Our model makes a number of predictions (see above). For example, that cerebellar involvement is most beneficial where neocortical temporal learning mechanisms are not long enough for the task at hand. This offers an explanation for the often detrimental impact cerebellar impairments can have on motor learning which are often temporally challenging. It is important to highlight that our results do not predict that cerebellar impairments will necessarily lead to an inability to learn, but merely a slower learning curve and perhaps lower performance threshold. There are however specific conditions in which the cerebellum is optimally placed to facilitate learning according to our model, namely the regularity of the external feedback, the ability for learning of cortical networks, the difficulty of the task and the exact phase of learning. In addition our model also makes predictions about cortico-cerebellar coupling, predicting a steady decrease of the population correlation as learning progresses.

Our model puts forward a solution for how the brain deals with delayed feedback signals, by relying on the cerebellum to predict future feedback signals. A key experiment which could be used to test our model would be to demonstrate that brain areas responsible for computing prediction errors are not by themselves a requisite for plasticity. The cerebellum by itself should be sufficient for cortical learning, provided that it has learnt a good predictive model of future feedback.

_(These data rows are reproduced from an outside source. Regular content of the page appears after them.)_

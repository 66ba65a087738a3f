//! State transitions - FSM transition logic
//!
//! Implements the event-driven machine behind the engine lifecycle.
//! Unknown (state, event) pairs leave the state unchanged, which is
//! what makes stop requests idempotent.

use super::events::EngineEvent;
use super::states::EngineState;

/// Represents a state transition result.
#[derive(Debug, Clone)]
pub struct StateTransition {
    /// The state before the transition.
    pub from: EngineState,
    /// The state after the transition.
    pub to: EngineState,
    /// The event that triggered the transition.
    pub event: EngineEvent,
    /// Whether the state actually changed.
    pub changed: bool,
}

/// State machine for the engine lifecycle.
#[derive(Debug, Clone)]
pub struct StateMachine {
    /// Current state.
    current_state: EngineState,
    /// Transition history (limited).
    history: Vec<StateTransition>,
    /// Max history entries to keep.
    max_history: usize,
}

impl Default for StateMachine {
    fn default() -> Self {
        Self::new()
    }
}

impl StateMachine {
    /// Create a new state machine in Idle state.
    pub fn new() -> Self {
        Self {
            current_state: EngineState::Idle,
            history: Vec::new(),
            max_history: 50,
        }
    }

    /// Create a state machine with a specific initial state.
    pub fn with_state(state: EngineState) -> Self {
        Self {
            current_state: state,
            history: Vec::new(),
            max_history: 50,
        }
    }

    /// Get the current state.
    pub fn state(&self) -> &EngineState {
        &self.current_state
    }

    /// Get the transition history.
    pub fn history(&self) -> &[StateTransition] {
        &self.history
    }

    /// Handle an event and transition to a new state.
    pub fn handle_event(&mut self, event: EngineEvent) -> StateTransition {
        let old_state = self.current_state.clone();
        let new_state = compute_next_state(&old_state, &event);
        let changed = old_state != new_state;

        self.current_state = new_state.clone();

        let transition = StateTransition {
            from: old_state,
            to: new_state,
            event,
            changed,
        };

        self.history.push(transition.clone());
        if self.history.len() > self.max_history {
            self.history.remove(0);
        }

        transition
    }

    /// Check if a transition is valid without executing it.
    pub fn can_transition(&self, event: &EngineEvent) -> bool {
        compute_next_state(&self.current_state, event) != self.current_state
    }
}

/// Compute the next state given current state and event.
fn compute_next_state(state: &EngineState, event: &EngineEvent) -> EngineState {
    use EngineEvent::*;
    use EngineState::*;

    match (state, event) {
        // ========== Start / pause / resume ==========
        (Idle, StartRequested) => Running,
        (Running, PauseRequested) => Paused,
        (Paused, ResumeRequested) => Running,

        // ========== Stopping ==========
        // A stop request is honored from every state except Stopped.
        (Running | Paused, StopRequested) => Stopping,
        (Idle | Error { .. }, StopRequested) => Stopped,
        (Running, QueueDrained) => Stopping,
        (Stopping, ShutdownComplete) => Stopped,

        // ========== Faults ==========
        (Running | Paused | Stopping, FatalFault { message }) => Error {
            message: message.clone(),
        },

        // ========== Restart ==========
        (Stopped | Error { .. }, Reset) => Idle,

        // ========== Default: no transition ==========
        _ => state.clone(),
    }
}

#[cfg(test)]
mod tests {
    use super::*;

    #[test]
    fn test_basic_lifecycle() {
        let mut sm = StateMachine::new();
        assert_eq!(sm.state(), &EngineState::Idle);

        let t1 = sm.handle_event(EngineEvent::StartRequested);
        assert!(t1.changed);
        assert_eq!(sm.state(), &EngineState::Running);

        sm.handle_event(EngineEvent::QueueDrained);
        assert_eq!(sm.state(), &EngineState::Stopping);

        sm.handle_event(EngineEvent::ShutdownComplete);
        assert_eq!(sm.state(), &EngineState::Stopped);
    }

    #[test]
    fn test_pause_and_resume() {
        let mut sm = StateMachine::with_state(EngineState::Running);

        sm.handle_event(EngineEvent::PauseRequested);
        assert_eq!(sm.state(), &EngineState::Paused);

        sm.handle_event(EngineEvent::ResumeRequested);
        assert_eq!(sm.state(), &EngineState::Running);
    }

    #[test]
    fn test_stop_is_reachable_from_every_state_except_stopped() {
        for state in [
            EngineState::Idle,
            EngineState::Running,
            EngineState::Paused,
            EngineState::Error {
                message: "boom".into(),
            },
        ] {
            let mut sm = StateMachine::with_state(state);
            sm.handle_event(EngineEvent::StopRequested);
            assert!(matches!(
                sm.state(),
                EngineState::Stopping | EngineState::Stopped
            ));
        }
    }

    #[test]
    fn test_stop_is_idempotent() {
        let mut sm = StateMachine::with_state(EngineState::Stopping);
        let transition = sm.handle_event(EngineEvent::StopRequested);
        assert!(!transition.changed);
        assert_eq!(sm.state(), &EngineState::Stopping);
    }

    #[test]
    fn test_fatal_fault_enters_error_state() {
        let mut sm = StateMachine::with_state(EngineState::Running);
        sm.handle_event(EngineEvent::FatalFault {
            message: "repository failed for every task".into(),
        });
        assert!(matches!(sm.state(), EngineState::Error { .. }));

        // No dispatch until explicitly restarted from idle.
        let transition = sm.handle_event(EngineEvent::StartRequested);
        assert!(!transition.changed);

        sm.handle_event(EngineEvent::Reset);
        assert_eq!(sm.state(), &EngineState::Idle);
    }

    #[test]
    fn test_pause_while_idle_does_nothing() {
        let mut sm = StateMachine::new();
        let transition = sm.handle_event(EngineEvent::PauseRequested);
        assert!(!transition.changed);
    }

    #[test]
    fn test_history_tracking() {
        let mut sm = StateMachine::new();
        sm.handle_event(EngineEvent::StartRequested);
        sm.handle_event(EngineEvent::StopRequested);

        assert_eq!(sm.history().len(), 2);
    }
}
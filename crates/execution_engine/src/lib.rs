//! execution_engine - The automation engine
//!
//! This crate is the heart of the automation system, responsible for:
//! - The engine lifecycle state machine (`machine`)
//! - The main execution loop with retry and backoff (`engine`)
//! - Error taxonomy and classification (`error`)
//! - Typed extension points called around each task (`hooks`)

pub mod engine;
pub mod error;
pub mod hooks;
pub mod machine;

// Re-exports
pub use engine::{AutomationEngine, EngineBuilder, EngineHandle};
pub use error::{EngineError, ErrorClass};
pub use hooks::{ExecutionHook, PromptBuilder, TaskPromptBuilder};
pub use machine::{EngineEvent, EngineState, StateMachine, StateTransition};
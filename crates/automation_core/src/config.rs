//! Configuration surface consumed by the engine and detector
//!
//! The host owns where these values come from; the core only validates
//! and consumes them. Durations are carried as milliseconds.

use std::time::Duration;

use serde::{Deserialize, Serialize};
use thiserror::Error;

#[derive(Error, Debug, Clone, PartialEq)]
pub enum ConfigError {
    #[error("max_attempts must be at least 1")]
    ZeroAttempts,

    #[error("{0} must be greater than zero")]
    ZeroDuration(&'static str),

    #[error("completion_threshold must be in (0, 1], got {0}")]
    ThresholdOutOfRange(f64),

    #[error("ambiguity_floor ({floor}) must be below completion_threshold ({threshold})")]
    FloorAboveThreshold { floor: f64, threshold: f64 },

    #[error("min_file_changes must be at least 1")]
    ZeroFileChanges,
}

/// Completion detector thresholds and indicator vocabulary.
#[derive(Debug, Clone, Serialize, Deserialize, PartialEq)]
pub struct DetectorConfig {
    /// Minimum non-ignored file changes before the file signal counts.
    pub min_file_changes: usize,

    /// Required idle period after the last change, in milliseconds.
    pub quiet_period_ms: u64,

    /// Bounded lookback window for file changes, in milliseconds.
    pub lookback_window_ms: u64,

    /// Confidence at or above which a single signal decides completion.
    pub completion_threshold: f64,

    /// Lower bound of the ambiguous confidence band.
    pub ambiguity_floor: f64,

    /// Time budget for detection before a timeout verdict, in milliseconds.
    pub timeout_ms: u64,

    /// Lexical indicators that raise confidence.
    pub positive_indicators: Vec<String>,

    /// Lexical indicators that lower confidence.
    pub negative_indicators: Vec<String>,

    /// Glob patterns for paths whose changes never count.
    pub ignored_paths: Vec<String>,
}

impl Default for DetectorConfig {
    fn default() -> Self {
        Self {
            min_file_changes: 1,
            quiet_period_ms: 5_000,
            lookback_window_ms: 30_000,
            completion_threshold: 0.7,
            ambiguity_floor: 0.4,
            timeout_ms: 300_000,
            positive_indicators: [
                "completed",
                "complete",
                "implemented",
                "finished",
                "done",
                "all tests pass",
                "successfully",
            ]
            .iter()
            .map(|s| s.to_string())
            .collect(),
            negative_indicators: [
                "failed",
                "error",
                "cannot",
                "unable to",
                "not possible",
                "blocked",
            ]
            .iter()
            .map(|s| s.to_string())
            .collect(),
            ignored_paths: [
                "**/target/**",
                "**/node_modules/**",
                "**/.git/**",
                "**/dist/**",
                "**/build/**",
                "**/*.lock",
            ]
            .iter()
            .map(|s| s.to_string())
            .collect(),
        }
    }
}

impl DetectorConfig {
    pub fn quiet_period(&self) -> Duration {
        Duration::from_millis(self.quiet_period_ms)
    }

    pub fn lookback_window(&self) -> Duration {
        Duration::from_millis(self.lookback_window_ms)
    }

    pub fn timeout(&self) -> Duration {
        Duration::from_millis(self.timeout_ms)
    }

    pub fn validate(&self) -> Result<(), ConfigError> {
        if self.min_file_changes == 0 {
            return Err(ConfigError::ZeroFileChanges);
        }
        if self.quiet_period_ms == 0 {
            return Err(ConfigError::ZeroDuration("quiet_period_ms"));
        }
        if self.lookback_window_ms == 0 {
            return Err(ConfigError::ZeroDuration("lookback_window_ms"));
        }
        if self.timeout_ms == 0 {
            return Err(ConfigError::ZeroDuration("timeout_ms"));
        }
        if !(self.completion_threshold > 0.0 && self.completion_threshold <= 1.0) {
            return Err(ConfigError::ThresholdOutOfRange(self.completion_threshold));
        }
        if self.ambiguity_floor >= self.completion_threshold {
            return Err(ConfigError::FloorAboveThreshold {
                floor: self.ambiguity_floor,
                threshold: self.completion_threshold,
            });
        }
        Ok(())
    }
}

/// Engine configuration snapshot carried by every session.
#[derive(Debug, Clone, Serialize, Deserialize, PartialEq)]
pub struct AutomationConfig {
    /// Maximum execution attempts per task, including the first.
    pub max_attempts: u32,

    /// Per-task time budget, in milliseconds.
    pub task_timeout_ms: u64,

    /// Base delay for exponential backoff, in milliseconds.
    pub backoff_base_ms: u64,

    /// Upper bound on the backoff delay, in milliseconds.
    pub backoff_cap_ms: u64,

    /// Detector polling cadence while a task is in flight, in milliseconds.
    pub poll_interval_ms: u64,

    /// Session snapshot cadence, in milliseconds.
    pub snapshot_interval_ms: u64,

    /// Stop the session on the first failed task.
    pub stop_on_failure: bool,

    /// Never dispatch optional tasks; mark them skipped instead.
    pub skip_optional_tasks: bool,

    /// Completion detector settings.
    pub detector: DetectorConfig,
}

impl Default for AutomationConfig {
    fn default() -> Self {
        Self {
            max_attempts: 3,
            task_timeout_ms: 300_000,
            backoff_base_ms: 1_000,
            backoff_cap_ms: 60_000,
            poll_interval_ms: 1_000,
            snapshot_interval_ms: 30_000,
            stop_on_failure: false,
            skip_optional_tasks: false,
            detector: DetectorConfig::default(),
        }
    }
}

impl AutomationConfig {
    pub fn task_timeout(&self) -> Duration {
        Duration::from_millis(self.task_timeout_ms)
    }

    pub fn backoff_base(&self) -> Duration {
        Duration::from_millis(self.backoff_base_ms)
    }

    pub fn backoff_cap(&self) -> Duration {
        Duration::from_millis(self.backoff_cap_ms)
    }

    pub fn poll_interval(&self) -> Duration {
        Duration::from_millis(self.poll_interval_ms)
    }

    pub fn snapshot_interval(&self) -> Duration {
        Duration::from_millis(self.snapshot_interval_ms)
    }

    /// The backoff delay before the given retry attempt (1-based).
    ///
    /// `base × 2^attempt`, capped.
    pub fn backoff_delay(&self, attempt: u32) -> Duration {
        let exponent = attempt.min(31);
        let delay = self
            .backoff_base_ms
            .saturating_mul(1u64 << exponent)
            .min(self.backoff_cap_ms);
        Duration::from_millis(delay)
    }

    pub fn validate(&self) -> Result<(), ConfigError> {
        if self.max_attempts == 0 {
            return Err(ConfigError::ZeroAttempts);
        }
        if self.task_timeout_ms == 0 {
            return Err(ConfigError::ZeroDuration("task_timeout_ms"));
        }
        if self.backoff_base_ms == 0 {
            return Err(ConfigError::ZeroDuration("backoff_base_ms"));
        }
        if self.backoff_cap_ms == 0 {
            return Err(ConfigError::ZeroDuration("backoff_cap_ms"));
        }
        if self.poll_interval_ms == 0 {
            return Err(ConfigError::ZeroDuration("poll_interval_ms"));
        }
        if self.snapshot_interval_ms == 0 {
            return Err(ConfigError::ZeroDuration("snapshot_interval_ms"));
        }
        self.detector.validate()
    }
}
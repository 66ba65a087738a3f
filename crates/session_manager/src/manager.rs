//! Session Manager service

use std::sync::Arc;
use std::time::Duration;

use tokio::sync::RwLock;
use tokio::time::Instant;
use tracing::{debug, info};

use automation_core::{AutomationConfig, AutomationSession, TaskId};

use crate::error::Result;
use crate::storage::SessionStorage;

/// Owns the live session record and persists every mutation, so a
/// crash loses at most one snapshot interval of progress.
pub struct SessionManager<S: SessionStorage> {
    storage: Arc<S>,
    current: Arc<RwLock<AutomationSession>>,
    last_snapshot: Arc<RwLock<Instant>>,
}

impl<S: SessionStorage> SessionManager<S> {
    /// Resume the workspace's unfinished session if one exists,
    /// otherwise start a fresh one.
    pub async fn resume_or_start(
        storage: S,
        workspace: &str,
        config: AutomationConfig,
    ) -> Result<Self> {
        let storage = Arc::new(storage);

        let session = match storage.find_unfinished(workspace).await? {
            Some(existing) => {
                info!(
                    "[{}] resuming unfinished session for workspace {}",
                    existing.id, workspace
                );
                existing
            }
            None => {
                let fresh = AutomationSession::new(workspace, config);
                info!("[{}] starting session for workspace {}", fresh.id, workspace);
                storage.save_session(&fresh).await?;
                fresh
            }
        };

        Ok(Self {
            storage,
            current: Arc::new(RwLock::new(session)),
            last_snapshot: Arc::new(RwLock::new(Instant::now())),
        })
    }

    /// Get a copy of the current session record.
    pub async fn session(&self) -> AutomationSession {
        self.current.read().await.clone()
    }

    /// Record that a task entered execution.
    pub async fn task_started(&self, id: TaskId) -> Result<()> {
        let mut session = self.current.write().await;
        session.task_started(id);
        self.persist(&session).await
    }

    /// Record a completed task.
    pub async fn task_completed(&self, id: TaskId) -> Result<()> {
        let mut session = self.current.write().await;
        session.task_completed(id);
        self.persist(&session).await
    }

    /// Record a failed task.
    pub async fn task_failed(&self, id: TaskId) -> Result<()> {
        let mut session = self.current.write().await;
        session.task_failed(id);
        self.persist(&session).await
    }

    /// Record a skipped task.
    pub async fn task_skipped(&self, id: TaskId) -> Result<()> {
        let mut session = self.current.write().await;
        session.task_skipped(id);
        self.persist(&session).await
    }

    /// Mark the session finished and persist the final record.
    pub async fn finish(&self) -> Result<()> {
        let mut session = self.current.write().await;
        session.finish();
        self.persist(&session).await
    }

    /// Persist the current record unconditionally.
    pub async fn snapshot(&self) -> Result<()> {
        let session = self.current.read().await;
        self.persist(&session).await
    }

    /// Persist the current record if the interval has elapsed since the
    /// last write. Called from the engine loop on its own cadence.
    pub async fn snapshot_if_due(&self, interval: Duration) -> Result<()> {
        let due = {
            let last = self.last_snapshot.read().await;
            last.elapsed() >= interval
        };
        if due {
            self.snapshot().await?;
        }
        Ok(())
    }

    async fn persist(&self, session: &AutomationSession) -> Result<()> {
        self.storage.save_session(session).await?;
        *self.last_snapshot.write().await = Instant::now();
        debug!("[{}] session snapshot persisted", session.id);
        Ok(())
    }
}

#[cfg(test)]
mod tests {
    use super::*;
    use crate::storage::FileSessionStorage;
    use tempfile::tempdir;

    #[tokio::test]
    async fn test_resume_or_start_creates_a_session() {
        let dir = tempdir().unwrap();
        let storage = FileSessionStorage::new(dir.path());
        let manager =
            SessionManager::resume_or_start(storage, "ws", AutomationConfig::default())
                .await
                .unwrap();

        let session = manager.session().await;
        assert_eq!(session.workspace, "ws");
        assert!(!session.finished);
    }

    #[tokio::test]
    async fn test_task_records_are_persisted() {
        let dir = tempdir().unwrap();
        let storage = FileSessionStorage::new(dir.path());
        let manager =
            SessionManager::resume_or_start(storage.clone(), "ws", AutomationConfig::default())
                .await
                .unwrap();

        let id: TaskId = "1.2".parse().unwrap();
        manager.task_started(id.clone()).await.unwrap();
        manager.task_completed(id.clone()).await.unwrap();

        let session_id = manager.session().await.id;
        let loaded = storage.load_session(session_id).await.unwrap();
        assert_eq!(loaded.completed, vec![id]);
        assert_eq!(loaded.current_task, None);
    }

    #[tokio::test]
    async fn test_unfinished_session_is_resumed() {
        let dir = tempdir().unwrap();
        let storage = FileSessionStorage::new(dir.path());

        let first_id = {
            let manager = SessionManager::resume_or_start(
                storage.clone(),
                "ws",
                AutomationConfig::default(),
            )
            .await
            .unwrap();
            manager.task_completed("1".parse().unwrap()).await.unwrap();
            manager.session().await.id
        };

        // A new manager for the same workspace picks up the run.
        let manager =
            SessionManager::resume_or_start(storage, "ws", AutomationConfig::default())
                .await
                .unwrap();
        let session = manager.session().await;
        assert_eq!(session.id, first_id);
        assert_eq!(session.completed.len(), 1);
    }

    #[tokio::test]
    async fn test_finished_session_is_not_resumed() {
        let dir = tempdir().unwrap();
        let storage = FileSessionStorage::new(dir.path());

        let first_id = {
            let manager = SessionManager::resume_or_start(
                storage.clone(),
                "ws",
                AutomationConfig::default(),
            )
            .await
            .unwrap();
            manager.finish().await.unwrap();
            manager.session().await.id
        };

        let manager =
            SessionManager::resume_or_start(storage, "ws", AutomationConfig::default())
                .await
                .unwrap();
        assert_ne!(manager.session().await.id, first_id);
    }
}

There are a number of interesting directions to take forward with this model. For example, in the present study we do not explicitly model the long-range projections via the thalamus and pons that mediate cortico-cerebellar interactions (guo2018anterolateral; fujita2020modular; anastasiades2021mediodorsal), but for simplicity we have assumed direct connectivity. We predict that introducing these intermediate structures with low dimensionality has two potential important functions: (i) force the cerebellum to focus on learning only the most important feedback signals and (ii) gate in and out cerebellar feedback so that this is only allowed to modulate learning when beneficial. Moreover, here we have focused on a variant of the model that predicts feedback signals needed for learning, but it is likely that the cerebellum is also involved in speeding up feedforward processing as in forward DNIs (see SM).

On the deep learning side there are also a number of promising options to explore. Predicting feedback is a hard task, due to its continuously changing nature. There are a number of architectural and cellular features of the cerebellum that may make learning feedback predictions more efficient in these models, namely mossy sparse connectivity (as observed between mossy fibres and granule cells (schweighofer2001unsupervised; cayco2017sparse)) and modularity (as observed throughout the cerebellum (apps2018cerebellar)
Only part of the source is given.